Exercise input:
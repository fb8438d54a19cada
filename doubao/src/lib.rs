//! Doubao realtime dialogue SDK.
//!
//! This crate speaks the realtime dialogue service's length-prefixed binary
//! framing and owns the per-session WebSocket connection:
//!
//! - [`protocol`] — the frame codec (header bit packing, gzip, JSON bodies).
//! - [`RealtimeClient`] — connection handshake, audio streaming,
//!   interruption and teardown.
//!
//! # Example
//!
//! ```ignore
//! use voicebox_doubao::{RealtimeClient, SessionParams, UpstreamConfig, UpstreamEvent};
//!
//! let (events_tx, mut events_rx) = tokio::sync::mpsc::channel(256);
//! let client = RealtimeClient::connect(
//!     UpstreamConfig::default(),
//!     "session-id".to_string(),
//!     SessionParams::default(),
//!     events_tx,
//! ).await?;
//!
//! client.send_audio_chunk(&pcm).await?;
//!
//! while let Some(event) = events_rx.recv().await {
//!     match event {
//!         UpstreamEvent::Message(frame) => { /* relay */ }
//!         UpstreamEvent::Closed { .. } | UpstreamEvent::Error(_) => break,
//!     }
//! }
//! ```

mod error;
pub mod protocol;
mod realtime;

pub use error::{Error, Result};
pub use realtime::{
    RealtimeClient, SessionParams, UpstreamConfig, UpstreamEvent, DEFAULT_BASE_URL,
    HANDSHAKE_TIMEOUT,
};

To do: Lines holding "UpstreamEvent": give how many there are in the entries above, and nothing more.

Answer for the task: 4